- **TASK DETAILS**:
From the entries below, copy out every line with "first" in it.

- **GIVEN RECORDS**:
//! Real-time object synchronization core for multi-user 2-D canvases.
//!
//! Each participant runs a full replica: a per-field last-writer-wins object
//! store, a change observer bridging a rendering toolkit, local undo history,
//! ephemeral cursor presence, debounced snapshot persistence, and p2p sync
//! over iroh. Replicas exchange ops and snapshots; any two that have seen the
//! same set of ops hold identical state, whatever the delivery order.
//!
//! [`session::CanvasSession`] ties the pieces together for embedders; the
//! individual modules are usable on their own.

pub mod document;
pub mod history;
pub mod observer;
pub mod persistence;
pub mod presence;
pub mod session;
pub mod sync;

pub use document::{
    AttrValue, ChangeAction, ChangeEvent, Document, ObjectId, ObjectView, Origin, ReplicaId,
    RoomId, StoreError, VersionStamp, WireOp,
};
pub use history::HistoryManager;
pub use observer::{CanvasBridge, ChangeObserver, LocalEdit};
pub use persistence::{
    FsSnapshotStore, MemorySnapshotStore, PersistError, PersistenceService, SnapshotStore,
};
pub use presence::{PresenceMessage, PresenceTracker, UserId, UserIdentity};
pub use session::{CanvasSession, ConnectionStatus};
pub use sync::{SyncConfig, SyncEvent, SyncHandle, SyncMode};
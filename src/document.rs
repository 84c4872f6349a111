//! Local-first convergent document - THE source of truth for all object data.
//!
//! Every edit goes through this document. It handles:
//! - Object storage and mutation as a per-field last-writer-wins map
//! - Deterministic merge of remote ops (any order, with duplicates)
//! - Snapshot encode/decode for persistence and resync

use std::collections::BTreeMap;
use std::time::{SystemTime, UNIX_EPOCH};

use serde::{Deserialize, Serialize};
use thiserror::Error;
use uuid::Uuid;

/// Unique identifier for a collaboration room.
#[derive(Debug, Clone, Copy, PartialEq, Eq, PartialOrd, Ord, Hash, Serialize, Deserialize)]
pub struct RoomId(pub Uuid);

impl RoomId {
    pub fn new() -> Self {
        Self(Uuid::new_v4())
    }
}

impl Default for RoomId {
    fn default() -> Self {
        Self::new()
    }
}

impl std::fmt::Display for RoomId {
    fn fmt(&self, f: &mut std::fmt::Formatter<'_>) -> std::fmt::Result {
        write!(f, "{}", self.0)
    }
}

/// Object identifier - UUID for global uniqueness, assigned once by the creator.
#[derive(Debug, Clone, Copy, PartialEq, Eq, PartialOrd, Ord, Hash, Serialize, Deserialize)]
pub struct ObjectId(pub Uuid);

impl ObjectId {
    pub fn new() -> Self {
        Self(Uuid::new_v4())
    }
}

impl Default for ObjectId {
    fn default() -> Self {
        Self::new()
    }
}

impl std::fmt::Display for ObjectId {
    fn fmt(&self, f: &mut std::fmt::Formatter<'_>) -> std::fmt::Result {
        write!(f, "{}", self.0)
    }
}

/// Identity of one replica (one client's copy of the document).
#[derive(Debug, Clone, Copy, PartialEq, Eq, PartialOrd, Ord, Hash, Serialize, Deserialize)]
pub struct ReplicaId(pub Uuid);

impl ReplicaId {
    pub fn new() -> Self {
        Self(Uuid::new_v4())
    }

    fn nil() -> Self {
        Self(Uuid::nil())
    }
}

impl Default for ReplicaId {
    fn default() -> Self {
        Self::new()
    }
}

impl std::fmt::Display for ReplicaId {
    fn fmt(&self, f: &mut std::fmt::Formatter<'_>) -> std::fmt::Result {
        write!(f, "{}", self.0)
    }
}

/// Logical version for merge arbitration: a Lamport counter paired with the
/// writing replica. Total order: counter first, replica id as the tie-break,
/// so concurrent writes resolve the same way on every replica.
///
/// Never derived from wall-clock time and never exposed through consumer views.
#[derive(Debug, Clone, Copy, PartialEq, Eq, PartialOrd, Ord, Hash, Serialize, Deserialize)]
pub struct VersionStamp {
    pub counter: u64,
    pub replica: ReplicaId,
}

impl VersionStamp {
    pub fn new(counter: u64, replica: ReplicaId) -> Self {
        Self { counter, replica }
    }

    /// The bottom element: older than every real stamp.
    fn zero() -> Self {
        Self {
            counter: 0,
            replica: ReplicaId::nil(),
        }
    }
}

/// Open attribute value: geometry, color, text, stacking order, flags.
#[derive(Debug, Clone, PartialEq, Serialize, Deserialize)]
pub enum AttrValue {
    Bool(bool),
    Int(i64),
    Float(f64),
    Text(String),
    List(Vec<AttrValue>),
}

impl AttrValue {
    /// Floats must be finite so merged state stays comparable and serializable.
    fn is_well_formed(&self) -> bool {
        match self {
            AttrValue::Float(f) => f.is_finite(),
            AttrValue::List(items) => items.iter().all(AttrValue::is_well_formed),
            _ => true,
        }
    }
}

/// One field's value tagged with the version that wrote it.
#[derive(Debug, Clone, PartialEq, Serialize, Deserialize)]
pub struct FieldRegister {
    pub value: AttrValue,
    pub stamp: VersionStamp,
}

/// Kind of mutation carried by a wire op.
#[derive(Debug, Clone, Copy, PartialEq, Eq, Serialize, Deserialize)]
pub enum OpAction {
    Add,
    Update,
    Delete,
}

- **TASK RESULT**:
//! Local-first convergent document - THE source of truth for all object data.
/// writing replica. Total order: counter first, replica id as the tie-break,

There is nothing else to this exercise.